Now Reading for Issue 1.0 (and online features)
We’re currently establishing our roots and reading for our first issue, which will be published in e-book format, but we’re also looking for stellar work to publish as online features regularly between issues. We’d like to publish good work as we receive it and publish a full issue annually. We will consider your work for both the online features section and the annual issue, unless you note that you’d only like to be considered for one or the other.
What We Want
Nonfiction and poetry only–we’re not looking for straight-up fiction (though if you use the term “nonfiction” loosely, more power to you), genre work, fan fiction, or screen plays. There’s nothing wrong with any of these genres, but we’re most interested in providing a space for lived experiences, unheard voices, and work that has more attention to form, imagery, sounds, etc. Read our full guidelines here.
How to Submit
Check out our full set of guidelines and upload submissions to our submissions manager, Submittable. Please include a cover letter and let us know how your work qualifies as a crossing.
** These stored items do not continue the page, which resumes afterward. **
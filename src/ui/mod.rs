//! Terminal UI rendering using ratatui.
//!
//! ## Submodules
//!
//! - [`controls`]: Service status indicator and fault-injection buttons
//! - [`timeline`]: Audit timeline table and the metrics dashboard pointer
//! - [`common`]: Shared components (header, status bar, help overlay, notification modal)
//! - [`theme`]: Light/dark theme support with terminal auto-detection
//!
//! ## Rendering Architecture
//!
//! ```text
//! ┌──────────────────────────────────────┐
//! │ Header (common::render_header)       │
//! ├──────────────────────────────────────┤
//! │ Controls (controls::render)          │
//! ├──────────────────────────────────────┤
//! │                                      │
//! │ Audit Timeline (timeline::render)    │
//! │                                      │
//! ├──────────────────────────────────────┤
//! │ Metrics (timeline::render_metrics)   │
//! ├──────────────────────────────────────┤
//! │ Status Bar (common::render_status)   │
//! └──────────────────────────────────────┘
//!         ↑
//!    Overlays rendered on top:
//!    - common::render_help
//!    - common::render_notification
//! ```

pub mod common;
pub mod controls;
pub mod theme;
pub mod timeline;

pub use theme::Theme;

use ratatui::{
    layout::{Alignment, Constraint, Layout, Rect},
    style::{Color, Style},
    widgets::Paragraph,
    Frame,
};

use crate::app::App;

/// Minimum terminal size for usable display
pub const MIN_WIDTH: u16 = 60;
pub const MIN_HEIGHT: u16 = 16;

/// Draw a full frame.
pub fn render(frame: &mut Frame, app: &App) {
    let area = frame.area();

    if area.width < MIN_WIDTH || area.height < MIN_HEIGHT {
        let msg = format!(
            "Terminal too small: {}x{}\nMinimum: {}x{}\n\nResize to continue",
            area.width, area.height, MIN_WIDTH, MIN_HEIGHT
        );
        let paragraph = Paragraph::new(msg)
            .alignment(Alignment::Center)
            .style(Style::default().fg(Color::Yellow));
        let centered = Rect::new(
            0,
            (area.height / 2).saturating_sub(2),
            area.width,
            5u16.min(area.height),
        );
        frame.render_widget(paragraph, centered);
        return;
    }

    let chunks = Layout::vertical([
        Constraint::Length(1), // Header bar
        Constraint::Length(4), // Status + buttons
        Constraint::Min(5),    // Timeline
        Constraint::Length(4), // Metrics
        Constraint::Length(1), // Status bar
    ])
    .split(area);

    common::render_header(frame, app, chunks[0]);
    controls::render(frame, app, chunks[1]);
    timeline::render(frame, app, chunks[2]);
    timeline::render_metrics(frame, app, chunks[3]);
    common::render_status_bar(frame, app, chunks[4]);

    if app.show_help {
        common::render_help(frame, app, area);
    }

    // The notification sits above everything, help included
    common::render_notification(frame, app, area);
}
//! HTTP backend using reqwest.

use async_trait::async_trait;
use reqwest::Client;
use tracing::debug;

use super::Backend;
use crate::config::Settings;
use crate::data::{AuditEvent, FaultKind};
use crate::error::ApiError;

/// Talks to the demo service and the AutoHeal engine over HTTP.
#[derive(Debug, Clone)]
pub struct HttpBackend {
    client: Client,
    demo_api: String,
    autoheal_api: String,
    description: String,
}

impl HttpBackend {
    /// Build a backend from resolved settings.
    ///
    /// A request timeout is installed only if `settings.request_timeout` is set.
    pub fn new(settings: &Settings) -> Result<Self, ApiError> {
        let mut builder = Client::builder();
        if let Some(timeout) = settings.request_timeout {
            builder = builder.timeout(timeout);
        }
        let client = builder.build()?;
        Ok(Self::with_client(client, &settings.demo_api, &settings.autoheal_api))
    }

    /// Build a backend around an existing client.
    pub fn with_client(client: Client, demo_api: &str, autoheal_api: &str) -> Self {
        let demo_api = demo_api.trim_end_matches('/').to_string();
        let autoheal_api = autoheal_api.trim_end_matches('/').to_string();
        let description = format!("demo: {} | autoheal: {}", demo_api, autoheal_api);
        Self {
            client,
            demo_api,
            autoheal_api,
            description,
        }
    }

    pub fn demo_api(&self) -> &str {
        &self.demo_api
    }

    pub fn autoheal_api(&self) -> &str {
        &self.autoheal_api
    }
}

#[async_trait]
impl Backend for HttpBackend {
    async fn fetch_audit(&self) -> Result<Vec<AuditEvent>, ApiError> {
        let url = format!("{}/audit", self.autoheal_api);
        let response = self.client.get(&url).send().await?;

        if !response.status().is_success() {
            return Err(ApiError::Status(response.status().as_u16()));
        }

        let events: Vec<AuditEvent> = response
            .json()
            .await
            .map_err(|e| ApiError::Parse(e.to_string()))?;

        debug!(count = events.len(), "fetched audit events");
        Ok(events)
    }

    async fn probe_health(&self) -> Result<u16, ApiError> {
        let url = format!("{}/health", self.demo_api);
        let response = self.client.get(&url).send().await?;
        Ok(response.status().as_u16())
    }

    async fn generate_traffic(&self) -> Result<(), ApiError> {
        let url = format!("{}/", self.demo_api);
        self.client.get(&url).send().await?;
        Ok(())
    }

    async fn toggle_fault(&self, kind: FaultKind) -> Result<serde_json::Value, ApiError> {
        let url = format!("{}/fault/{}", self.demo_api, kind.path_segment());
        let response = self.client.post(&url).send().await?;

        if !response.status().is_success() {
            return Err(ApiError::Status(response.status().as_u16()));
        }

        response
            .json()
            .await
            .map_err(|e| ApiError::Parse(e.to_string()))
    }

    fn description(&self) -> &str {
        &self.description
    }
}

#[cfg(test)]
mod tests {
    use super::*;

    #[test]
    fn test_trailing_slashes_trimmed() {
        let backend =
            HttpBackend::with_client(Client::new(), "http://demo:5000/", "http://engine:8000//");
        assert_eq!(backend.demo_api(), "http://demo:5000");
        assert_eq!(backend.autoheal_api(), "http://engine:8000");
        assert_eq!(
            backend.description(),
            "demo: http://demo:5000 | autoheal: http://engine:8000"
        );
    }

    #[test]
    fn test_new_from_settings() {
        let settings = Settings::default();
        let backend = HttpBackend::new(&settings).unwrap();
        assert_eq!(backend.demo_api(), settings.demo_api);
    }

    #[tokio::test]
    async fn test_connection_refused_is_error() {
        // Reserve a port, then free it so nothing is listening there.
        let listener = std::net::TcpListener::bind("127.0.0.1:0").unwrap();
        let base = format!("http://{}", listener.local_addr().unwrap());
        drop(listener);

        let backend = HttpBackend::with_client(Client::new(), &base, &base);
        assert!(matches!(backend.probe_health().await, Err(ApiError::Connection(_))));
        assert!(backend.fetch_audit().await.is_err());
    }
}
use std::time::Duration;

use anyhow::{bail, Result};

/// Suffix to milliseconds multiplier (order matters: longer suffixes first)
const UNITS: &[(&str, f64)] = &[("ms", 1.0), ("s", 1_000.0), ("m", 60_000.0)];

/// Parse interval strings like "2s", "500ms", "1.5s", "1m"
pub fn parse_duration(s: &str) -> Result<Duration> {
    let s = s.trim();

    for (suffix, multiplier) in UNITS {
        if let Some(val_str) = s.strip_suffix(suffix) {
            let val: f64 = val_str.trim().parse()?;
            if !val.is_finite() || val < 0.0 {
                bail!("Duration must be a non-negative number: {}", s);
            }
            return Ok(Duration::from_millis((val * multiplier).round() as u64));
        }
    }

    bail!("Unknown duration format: {}", s)
}

/// Format a duration for display
pub fn format_duration(d: Duration) -> String {
    let millis = d.as_millis();
    if millis < 1_000 {
        format!("{}ms", millis)
    } else {
        format!("{:.1}s", d.as_secs_f64())
    }
}
use std::io;
use std::path::PathBuf;
use std::sync::{Arc, Mutex};
use std::time::Duration;

use anyhow::{Context, Result};
use clap::Parser;
use crossterm::{
    event::{DisableMouseCapture, EnableMouseCapture, Event},
    execute,
    terminal::{disable_raw_mode, enable_raw_mode, EnterAlternateScreen, LeaveAlternateScreen},
};
use ratatui::{backend::CrosstermBackend, Terminal};
use tracing::info;
use tracing_subscriber::EnvFilter;

use autoheal_dash::ui::Theme;
use autoheal_dash::{events, ui, App, Dashboard, HttpBackend, Overrides, Settings};

#[derive(Parser, Debug)]
#[command(name = "autoheal-dash")]
#[command(about = "Terminal dashboard for the AutoHeal self-healing infrastructure demo")]
struct Args {
    /// Path to a TOML config file (default: ./autoheal-dash.toml if present)
    #[arg(short, long)]
    config: Option<PathBuf>,

    /// Base URL of the demo service
    #[arg(long)]
    demo_api: Option<String>,

    /// Base URL of the AutoHeal engine
    #[arg(long)]
    autoheal_api: Option<String>,

    /// URL of the metrics dashboard panel
    #[arg(long)]
    metrics_url: Option<String>,

    /// Audit log poll interval (e.g., "2s", "500ms")
    #[arg(long)]
    audit_interval: Option<String>,

    /// Health check interval (e.g., "2s", "500ms")
    #[arg(long)]
    health_interval: Option<String>,

    /// Traffic generator interval (e.g., "1s")
    #[arg(long)]
    traffic_interval: Option<String>,

    /// Log file (the terminal is taken by the UI)
    #[arg(long, default_value = "autoheal-dash.log")]
    log_file: PathBuf,
}

fn main() -> Result<()> {
    let args = Args::parse();

    init_logging(&args.log_file)?;

    let overrides = Overrides {
        demo_api: args.demo_api,
        autoheal_api: args.autoheal_api,
        metrics_url: args.metrics_url,
        audit_interval: args.audit_interval,
        health_interval: args.health_interval,
        traffic_interval: args.traffic_interval,
    };
    let settings = Settings::load(args.config.as_deref(), &overrides)?;
    info!(?settings, "Configuration loaded");

    let backend = Arc::new(HttpBackend::new(&settings)?);

    // Build a tokio runtime for the dashboard loops
    let rt = tokio::runtime::Runtime::new()?;
    let _guard = rt.enter();

    let dashboard = Dashboard::activate(backend, settings.intervals);
    let app = App::new(dashboard, settings.metrics_url.clone(), Theme::auto_detect());

    let (app, result) = run_tui(app);

    // Stop the loops before the runtime goes away
    rt.block_on(app.into_dashboard().teardown());

    result
}

/// Send tracing output to `path`, filtered by `RUST_LOG` (default: info).
fn init_logging(path: &std::path::Path) -> Result<()> {
    let file = std::fs::OpenOptions::new()
        .create(true)
        .append(true)
        .open(path)
        .with_context(|| format!("Failed to open log file {}", path.display()))?;

    tracing_subscriber::fmt()
        .with_env_filter(
            EnvFilter::try_from_default_env().unwrap_or_else(|_| EnvFilter::new("info")),
        )
        .with_writer(Mutex::new(file))
        .with_ansi(false)
        .with_target(false)
        .init();

    Ok(())
}

/// Run the TUI until the user quits. The app is handed back for teardown.
fn run_tui(mut app: App) -> (App, Result<()>) {
    let result = setup_terminal().and_then(|mut terminal| {
        let run = run_app(&mut terminal, &mut app);
        let restore = restore_terminal(&mut terminal);
        run.and(restore)
    });
    (app, result)
}

fn setup_terminal() -> Result<Terminal<CrosstermBackend<io::Stdout>>> {
    enable_raw_mode()?;
    let mut stdout = io::stdout();
    execute!(stdout, EnterAlternateScreen, EnableMouseCapture)?;
    let backend = CrosstermBackend::new(stdout);
    let terminal = Terminal::new(backend)?;

    // Setup panic hook to restore terminal
    let original_hook = std::panic::take_hook();
    std::panic::set_hook(Box::new(move |panic| {
        let _ = disable_raw_mode();
        let _ = execute!(io::stdout(), LeaveAlternateScreen, DisableMouseCapture);
        original_hook(panic);
    }));

    Ok(terminal)
}

fn restore_terminal(terminal: &mut Terminal<CrosstermBackend<io::Stdout>>) -> Result<()> {
    disable_raw_mode()?;
    execute!(
        terminal.backend_mut(),
        LeaveAlternateScreen,
        DisableMouseCapture
    )?;
    terminal.show_cursor()?;
    Ok(())
}

fn run_app(terminal: &mut Terminal<CrosstermBackend<io::Stdout>>, app: &mut App) -> Result<()> {
    while app.running {
        // Pick up new health/audit state and finished toggles
        app.refresh();

        terminal.draw(|frame| ui::render(frame, app))?;

        // Poll for events with a short timeout
        if let Some(event) = events::poll_event(Duration::from_millis(100))? {
            match event {
                Event::Key(key) => events::handle_key_event(app, key),
                Event::Mouse(mouse) => events::handle_mouse_event(app, mouse),
                Event::Resize(_, _) => {
                    // Terminal will redraw on next iteration
                }
                _ => {}
            }
        }
    }

    info!("Quit requested");
    Ok(())
}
Some writers we like (besides Cormac McCarthy):
Mark Danielewski, Maggie Nelson, Jennifer Egan, Maxine Hong Kingston, Nicole Walker, Jo Ann Beard, Mary Swan, Marjane Satrapi…just to name a few.
Awesome reading that’s already out there:
“The Pain Scale,” Eula Biss
“The Fourth State of Matter,” Jo Ann Beard
“Why to Run Racks,” Lisa Fay Coutley
“Evidence, in Track Changes,” Jennifer Lunden
“Self Erasure,” Brooke Juliet Wonders
“Hysteria,” Liz Breazeale
“Object Permanence,” Alison C. Rollins
Rights, Editing, and All the Other Fun Stuff
If we accept your work, you grant us First Serial Rights, along with nonexclusive Electronic Archival Rights, to showcase your work indefinitely on our site. After publication, all rights will revert back to you–we just ask that if you do publish elsewhere, please credit us as the first publisher. Learn more about how publishing rights work here.
We also reserve the right to make light edits to manuscripts for grammar, clarity, or proofreading without notification. Of course, we’ll notify you should your manuscript need more substantial edits and send you a proof to review.
Last but not least, we can’t pay writers at this time–our aim is to get work out there and publicize it, and, if we do ever have means to pay writers, we certainly will (but that might be awhile yet–we’re unpaid as well).